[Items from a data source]
────────

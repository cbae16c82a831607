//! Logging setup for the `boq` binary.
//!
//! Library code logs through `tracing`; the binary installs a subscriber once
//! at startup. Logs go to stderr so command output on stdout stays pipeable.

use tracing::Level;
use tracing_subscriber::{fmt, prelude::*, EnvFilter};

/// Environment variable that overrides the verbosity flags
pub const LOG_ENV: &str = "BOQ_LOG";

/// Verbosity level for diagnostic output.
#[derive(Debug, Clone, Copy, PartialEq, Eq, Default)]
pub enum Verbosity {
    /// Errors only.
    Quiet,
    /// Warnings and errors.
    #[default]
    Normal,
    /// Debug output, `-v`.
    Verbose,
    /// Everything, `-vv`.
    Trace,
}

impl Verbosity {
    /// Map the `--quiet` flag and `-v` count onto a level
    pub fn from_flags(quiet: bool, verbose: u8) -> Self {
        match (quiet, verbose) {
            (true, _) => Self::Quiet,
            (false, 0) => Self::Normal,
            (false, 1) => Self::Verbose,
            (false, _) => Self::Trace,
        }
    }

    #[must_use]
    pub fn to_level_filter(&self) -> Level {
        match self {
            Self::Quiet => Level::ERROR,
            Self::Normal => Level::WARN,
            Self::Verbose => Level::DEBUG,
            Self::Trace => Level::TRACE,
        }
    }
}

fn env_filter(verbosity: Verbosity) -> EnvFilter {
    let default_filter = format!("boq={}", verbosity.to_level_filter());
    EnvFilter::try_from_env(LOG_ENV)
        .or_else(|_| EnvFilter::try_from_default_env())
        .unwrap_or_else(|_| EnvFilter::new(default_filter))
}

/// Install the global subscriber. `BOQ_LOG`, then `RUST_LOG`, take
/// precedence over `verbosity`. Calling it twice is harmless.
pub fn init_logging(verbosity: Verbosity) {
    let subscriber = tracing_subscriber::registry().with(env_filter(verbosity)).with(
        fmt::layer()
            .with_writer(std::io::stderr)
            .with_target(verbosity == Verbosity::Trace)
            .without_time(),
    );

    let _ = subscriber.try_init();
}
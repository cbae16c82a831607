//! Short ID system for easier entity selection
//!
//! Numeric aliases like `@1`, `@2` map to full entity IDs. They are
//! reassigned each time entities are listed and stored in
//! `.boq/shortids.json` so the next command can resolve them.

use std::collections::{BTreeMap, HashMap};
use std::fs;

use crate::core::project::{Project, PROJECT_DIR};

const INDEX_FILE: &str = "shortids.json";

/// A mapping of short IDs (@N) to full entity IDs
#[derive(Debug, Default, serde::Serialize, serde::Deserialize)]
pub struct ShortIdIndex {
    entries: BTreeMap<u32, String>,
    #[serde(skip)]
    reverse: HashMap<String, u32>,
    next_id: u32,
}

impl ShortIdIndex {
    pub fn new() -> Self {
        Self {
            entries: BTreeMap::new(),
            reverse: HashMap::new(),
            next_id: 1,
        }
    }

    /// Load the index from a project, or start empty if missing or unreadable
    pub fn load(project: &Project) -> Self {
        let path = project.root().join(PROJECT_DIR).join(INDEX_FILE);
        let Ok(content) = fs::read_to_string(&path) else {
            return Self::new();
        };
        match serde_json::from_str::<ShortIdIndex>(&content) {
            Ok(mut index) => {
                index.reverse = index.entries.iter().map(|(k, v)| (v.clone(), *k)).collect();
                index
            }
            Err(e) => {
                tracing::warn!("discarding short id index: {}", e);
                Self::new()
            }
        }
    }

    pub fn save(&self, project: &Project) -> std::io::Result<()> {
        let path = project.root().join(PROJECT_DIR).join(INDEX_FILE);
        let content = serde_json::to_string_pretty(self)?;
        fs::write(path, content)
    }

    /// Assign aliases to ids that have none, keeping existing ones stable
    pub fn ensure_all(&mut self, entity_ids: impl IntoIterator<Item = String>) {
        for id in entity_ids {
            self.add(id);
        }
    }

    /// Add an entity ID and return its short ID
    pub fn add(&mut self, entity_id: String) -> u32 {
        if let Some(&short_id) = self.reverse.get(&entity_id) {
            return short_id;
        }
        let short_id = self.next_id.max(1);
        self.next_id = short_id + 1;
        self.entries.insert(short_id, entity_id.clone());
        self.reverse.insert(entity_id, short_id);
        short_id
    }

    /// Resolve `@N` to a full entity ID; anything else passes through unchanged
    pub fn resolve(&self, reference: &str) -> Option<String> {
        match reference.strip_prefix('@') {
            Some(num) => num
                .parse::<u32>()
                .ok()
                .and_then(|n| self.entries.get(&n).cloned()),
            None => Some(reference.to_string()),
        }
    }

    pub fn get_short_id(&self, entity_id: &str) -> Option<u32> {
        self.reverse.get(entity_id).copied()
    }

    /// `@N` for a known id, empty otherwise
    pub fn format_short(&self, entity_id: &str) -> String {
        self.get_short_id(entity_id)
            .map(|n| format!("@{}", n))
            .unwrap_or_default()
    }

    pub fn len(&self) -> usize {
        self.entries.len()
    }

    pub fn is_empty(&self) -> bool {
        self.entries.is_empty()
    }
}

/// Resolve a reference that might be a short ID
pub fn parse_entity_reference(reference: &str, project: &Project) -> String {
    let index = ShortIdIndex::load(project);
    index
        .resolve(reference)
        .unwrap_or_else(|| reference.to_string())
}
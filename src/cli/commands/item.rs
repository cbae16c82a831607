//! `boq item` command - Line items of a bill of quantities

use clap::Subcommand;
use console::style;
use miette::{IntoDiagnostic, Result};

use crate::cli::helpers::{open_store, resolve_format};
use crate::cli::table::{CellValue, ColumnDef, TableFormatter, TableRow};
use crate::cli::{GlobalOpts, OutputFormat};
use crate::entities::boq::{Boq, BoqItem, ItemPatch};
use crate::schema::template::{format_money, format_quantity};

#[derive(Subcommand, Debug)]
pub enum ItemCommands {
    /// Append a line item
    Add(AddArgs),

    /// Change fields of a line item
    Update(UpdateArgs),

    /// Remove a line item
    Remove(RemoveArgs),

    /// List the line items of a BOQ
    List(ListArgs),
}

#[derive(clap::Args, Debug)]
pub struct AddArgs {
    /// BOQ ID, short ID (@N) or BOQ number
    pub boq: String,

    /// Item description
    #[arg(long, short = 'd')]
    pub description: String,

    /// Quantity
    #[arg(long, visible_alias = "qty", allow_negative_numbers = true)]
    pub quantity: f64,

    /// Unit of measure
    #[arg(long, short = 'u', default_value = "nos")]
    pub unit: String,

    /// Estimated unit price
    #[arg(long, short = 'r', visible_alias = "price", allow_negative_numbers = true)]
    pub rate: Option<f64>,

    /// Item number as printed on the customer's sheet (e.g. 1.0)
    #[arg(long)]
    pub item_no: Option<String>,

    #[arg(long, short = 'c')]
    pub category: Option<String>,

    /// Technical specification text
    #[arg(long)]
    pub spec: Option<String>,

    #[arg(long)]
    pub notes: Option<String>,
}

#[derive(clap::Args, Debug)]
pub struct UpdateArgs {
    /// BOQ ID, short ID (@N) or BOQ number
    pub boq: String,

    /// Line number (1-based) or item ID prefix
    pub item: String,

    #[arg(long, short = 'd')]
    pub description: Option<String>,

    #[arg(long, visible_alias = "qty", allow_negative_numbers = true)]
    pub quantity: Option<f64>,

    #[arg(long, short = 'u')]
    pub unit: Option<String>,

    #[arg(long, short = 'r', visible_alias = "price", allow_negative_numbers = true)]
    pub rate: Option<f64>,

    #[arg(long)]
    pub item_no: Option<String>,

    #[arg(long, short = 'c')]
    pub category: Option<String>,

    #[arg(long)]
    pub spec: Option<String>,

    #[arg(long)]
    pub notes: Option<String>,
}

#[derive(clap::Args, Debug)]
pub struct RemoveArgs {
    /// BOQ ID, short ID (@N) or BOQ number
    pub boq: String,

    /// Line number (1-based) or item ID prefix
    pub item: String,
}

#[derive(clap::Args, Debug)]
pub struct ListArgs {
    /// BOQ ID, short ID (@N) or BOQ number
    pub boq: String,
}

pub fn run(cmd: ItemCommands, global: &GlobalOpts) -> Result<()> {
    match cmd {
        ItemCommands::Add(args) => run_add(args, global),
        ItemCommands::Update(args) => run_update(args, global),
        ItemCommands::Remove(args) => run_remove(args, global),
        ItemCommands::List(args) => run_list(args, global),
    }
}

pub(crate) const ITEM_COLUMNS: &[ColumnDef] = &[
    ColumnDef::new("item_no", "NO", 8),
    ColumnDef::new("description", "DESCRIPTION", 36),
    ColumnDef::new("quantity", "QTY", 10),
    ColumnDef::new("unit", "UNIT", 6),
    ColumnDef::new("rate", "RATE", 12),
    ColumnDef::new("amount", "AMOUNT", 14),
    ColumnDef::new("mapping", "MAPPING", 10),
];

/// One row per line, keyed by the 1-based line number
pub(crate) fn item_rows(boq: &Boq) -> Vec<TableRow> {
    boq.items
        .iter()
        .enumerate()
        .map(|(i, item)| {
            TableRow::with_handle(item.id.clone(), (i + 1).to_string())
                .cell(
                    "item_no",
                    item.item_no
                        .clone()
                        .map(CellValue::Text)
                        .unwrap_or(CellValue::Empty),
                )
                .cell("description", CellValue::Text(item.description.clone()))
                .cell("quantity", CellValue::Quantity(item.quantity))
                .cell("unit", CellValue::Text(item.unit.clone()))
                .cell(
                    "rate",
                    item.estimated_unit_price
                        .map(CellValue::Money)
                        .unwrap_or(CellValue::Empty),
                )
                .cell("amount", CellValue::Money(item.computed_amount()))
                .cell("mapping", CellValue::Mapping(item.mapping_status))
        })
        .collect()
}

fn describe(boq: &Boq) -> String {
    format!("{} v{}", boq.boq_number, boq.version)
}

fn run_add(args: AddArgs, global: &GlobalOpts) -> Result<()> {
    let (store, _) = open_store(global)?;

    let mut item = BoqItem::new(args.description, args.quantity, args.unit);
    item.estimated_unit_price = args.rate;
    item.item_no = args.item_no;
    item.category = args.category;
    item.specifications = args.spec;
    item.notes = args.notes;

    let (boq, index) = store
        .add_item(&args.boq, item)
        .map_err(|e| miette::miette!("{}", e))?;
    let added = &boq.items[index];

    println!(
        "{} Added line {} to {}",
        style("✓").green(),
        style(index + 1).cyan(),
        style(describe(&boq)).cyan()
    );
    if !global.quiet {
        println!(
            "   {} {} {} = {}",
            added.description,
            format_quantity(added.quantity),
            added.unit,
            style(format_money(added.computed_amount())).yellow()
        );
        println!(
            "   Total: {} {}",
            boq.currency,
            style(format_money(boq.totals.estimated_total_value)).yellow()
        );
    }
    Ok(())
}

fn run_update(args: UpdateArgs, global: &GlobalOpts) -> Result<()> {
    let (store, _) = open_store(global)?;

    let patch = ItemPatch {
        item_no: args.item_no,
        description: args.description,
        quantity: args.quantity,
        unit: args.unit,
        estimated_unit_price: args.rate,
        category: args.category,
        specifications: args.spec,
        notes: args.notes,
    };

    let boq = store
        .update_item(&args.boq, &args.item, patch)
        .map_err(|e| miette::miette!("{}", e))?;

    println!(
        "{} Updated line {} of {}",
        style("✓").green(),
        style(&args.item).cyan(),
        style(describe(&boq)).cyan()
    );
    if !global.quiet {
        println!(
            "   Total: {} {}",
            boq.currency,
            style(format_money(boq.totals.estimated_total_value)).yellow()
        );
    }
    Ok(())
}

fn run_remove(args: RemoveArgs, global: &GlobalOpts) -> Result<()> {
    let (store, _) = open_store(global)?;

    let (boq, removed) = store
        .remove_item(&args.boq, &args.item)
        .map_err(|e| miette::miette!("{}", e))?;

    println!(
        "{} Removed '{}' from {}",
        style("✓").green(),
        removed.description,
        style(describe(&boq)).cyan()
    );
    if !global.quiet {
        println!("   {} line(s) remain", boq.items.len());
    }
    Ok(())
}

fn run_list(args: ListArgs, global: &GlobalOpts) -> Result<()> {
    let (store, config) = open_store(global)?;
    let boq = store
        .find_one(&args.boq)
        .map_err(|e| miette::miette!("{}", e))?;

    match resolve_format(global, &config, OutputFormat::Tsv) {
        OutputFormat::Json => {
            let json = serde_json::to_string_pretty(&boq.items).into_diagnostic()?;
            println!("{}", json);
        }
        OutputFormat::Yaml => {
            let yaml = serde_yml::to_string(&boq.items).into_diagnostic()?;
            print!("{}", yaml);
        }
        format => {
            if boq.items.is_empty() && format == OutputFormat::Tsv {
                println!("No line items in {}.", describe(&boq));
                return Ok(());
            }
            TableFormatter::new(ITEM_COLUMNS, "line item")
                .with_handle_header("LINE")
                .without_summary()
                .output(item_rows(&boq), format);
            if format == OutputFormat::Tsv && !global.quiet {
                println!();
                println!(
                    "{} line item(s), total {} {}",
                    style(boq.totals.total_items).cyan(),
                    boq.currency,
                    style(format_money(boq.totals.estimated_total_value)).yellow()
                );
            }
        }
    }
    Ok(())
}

────────

Lines after the one containing "the verbosity flags" are not part of the task. Output the entries exactly from their first line through that one.

• [EXERCISE RESPONSE]
repository cbae16c82a831607
//! Logging setup for the `boq` binary.
//!
//! Library code logs through `tracing`; the binary installs a subscriber once
//! at startup. Logs go to stderr so command output on stdout stays pipeable.

use tracing::Level;
use tracing_subscriber::{fmt, prelude::*, EnvFilter};

/// Environment variable that overrides the verbosity flags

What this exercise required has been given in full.